What this task involves:
Determine how many lines in the listing contain the string "struct"; respond with the number alone.

Records to use:
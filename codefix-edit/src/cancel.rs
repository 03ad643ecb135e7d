use std::sync::Arc;

use thiserror::Error;
use tokio::sync::watch;

#[derive(Debug, Clone, Copy, PartialEq, Eq, Error)]
#[error("operation cancelled")]
pub struct Cancelled;

/// Cooperative cancellation shared by everything working on one request.
///
/// Clones observe the same flag. Once cancelled it stays cancelled.
#[derive(Debug, Clone)]
pub struct CancelSignal {
    tx: Arc<watch::Sender<bool>>,
}

impl Default for CancelSignal {
    fn default() -> Self {
        Self::new()
    }
}

impl CancelSignal {
    pub fn new() -> Self {
        let (tx, _) = watch::channel(false);
        Self { tx: Arc::new(tx) }
    }

    pub fn cancel(&self) {
        self.tx.send_replace(true);
    }

    pub fn is_cancelled(&self) -> bool {
        *self.tx.borrow()
    }

    pub fn check(&self) -> Result<(), Cancelled> {
        if self.is_cancelled() {
            Err(Cancelled)
        } else {
            Ok(())
        }
    }

    /// Resolves once [`cancel`](Self::cancel) has been called on any clone.
    pub async fn cancelled(&self) {
        let mut rx = self.tx.subscribe();
        // The sender lives as long as `self`, so this only returns once the flag is set.
        let _ = rx.wait_for(|cancelled| *cancelled).await;
    }
}
use std::fmt;
use std::sync::Arc;
use std::sync::atomic::{AtomicU64, Ordering};

use camino::{Utf8Path, Utf8PathBuf};
use codefix_types::diagnostic::normalize_path;
use im::OrdMap;

use crate::error::{EditError, EditResult};

static NEXT_VERSION: AtomicU64 = AtomicU64::new(1);

/// Identity of one snapshot value. Every transform yields a new version.
#[derive(Debug, Clone, Copy, PartialEq, Eq, PartialOrd, Ord, Hash)]
pub struct SnapshotVersion(u64);

impl SnapshotVersion {
    fn next() -> Self {
        Self(NEXT_VERSION.fetch_add(1, Ordering::Relaxed))
    }

    pub fn get(self) -> u64 {
        self.0
    }
}

#[derive(Debug, Clone, Copy, PartialEq, Eq, PartialOrd, Ord, Hash)]
pub struct DocumentId(u64);

impl DocumentId {
    pub const fn new(raw: u64) -> Self {
        Self(raw)
    }

    pub fn get(self) -> u64 {
        self.0
    }
}

impl fmt::Display for DocumentId {
    fn fmt(&self, f: &mut fmt::Formatter<'_>) -> fmt::Result {
        write!(f, "#{}", self.0)
    }
}

#[derive(Debug, Clone, PartialEq, Eq)]
pub struct Document {
    pub id: DocumentId,
    /// File name without directory, e.g. "A.cs".
    pub name: String,
    pub path: Option<Utf8PathBuf>,
    pub project: Option<String>,
    pub text: Arc<str>,
}

impl Document {
    pub fn new(id: DocumentId, path: impl Into<Utf8PathBuf>, text: impl Into<Arc<str>>) -> Self {
        let path = path.into();
        let name = path.file_name().unwrap_or(path.as_str()).to_string();
        Self {
            id,
            name,
            path: Some(path),
            project: None,
            text: text.into(),
        }
    }

    /// A document that exists only in memory and has no path yet.
    pub fn unsaved(id: DocumentId, name: impl Into<String>, text: impl Into<Arc<str>>) -> Self {
        Self {
            id,
            name: name.into(),
            path: None,
            project: None,
            text: text.into(),
        }
    }

    pub fn in_project(mut self, project: impl Into<String>) -> Self {
        self.project = Some(project.into());
        self
    }

    /// Path for edits: the document path, else `directory/name`.
    pub fn resolve_path(&self, directory: Option<&Utf8Path>) -> EditResult<Utf8PathBuf> {
        match (&self.path, directory) {
            (Some(path), _) => Ok(path.clone()),
            (None, Some(dir)) => Ok(dir.join(&self.name)),
            (None, None) => Err(EditError::MissingPath {
                name: self.name.clone(),
            }),
        }
    }
}

/// An immutable, versioned view of all tracked documents.
///
/// Transforms return a new snapshot; documents that were not touched are shared with the source.
#[derive(Debug, Clone)]
pub struct ProjectSnapshot {
    version: SnapshotVersion,
    documents: OrdMap<DocumentId, Document>,
}

impl Default for ProjectSnapshot {
    fn default() -> Self {
        Self::new()
    }
}

impl ProjectSnapshot {
    pub fn new() -> Self {
        Self {
            version: SnapshotVersion::next(),
            documents: OrdMap::new(),
        }
    }

    pub fn from_documents(documents: impl IntoIterator<Item = Document>) -> Self {
        Self {
            version: SnapshotVersion::next(),
            documents: documents.into_iter().map(|d| (d.id, d)).collect(),
        }
    }

    pub fn version(&self) -> SnapshotVersion {
        self.version
    }

    pub fn len(&self) -> usize {
        self.documents.len()
    }

    pub fn is_empty(&self) -> bool {
        self.documents.is_empty()
    }

    pub fn documents(&self) -> impl Iterator<Item = &Document> {
        self.documents.values()
    }

    pub fn document(&self, id: DocumentId) -> Option<&Document> {
        self.documents.get(&id)
    }

    /// Look a document up by path, ignoring separator style.
    pub fn find_by_path(&self, path: &Utf8Path) -> Option<&Document> {
        let wanted = normalize_path(path.as_str());
        self.documents().find(|d| {
            d.path
                .as_ref()
                .is_some_and(|p| normalize_path(p.as_str()) == wanted)
        })
    }

    /// An id not used by any document in this snapshot.
    pub fn next_document_id(&self) -> DocumentId {
        self.documents
            .get_max()
            .map(|(id, _)| DocumentId(id.0 + 1))
            .unwrap_or(DocumentId(1))
    }

    pub fn with_text(&self, id: DocumentId, text: impl Into<Arc<str>>) -> EditResult<Self> {
        let mut doc = self
            .document(id)
            .cloned()
            .ok_or(EditError::UnknownDocument(id))?;
        doc.text = text.into();
        Ok(self.with_document(doc))
    }

    /// Insert or replace a document.
    pub fn with_document(&self, document: Document) -> Self {
        Self {
            version: SnapshotVersion::next(),
            documents: self.documents.update(document.id, document),
        }
    }

    pub fn without_document(&self, id: DocumentId) -> EditResult<Self> {
        if !self.documents.contains_key(&id) {
            return Err(EditError::UnknownDocument(id));
        }
        Ok(Self {
            version: SnapshotVersion::next(),
            documents: self.documents.without(&id),
        })
    }
}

Solved problem:
6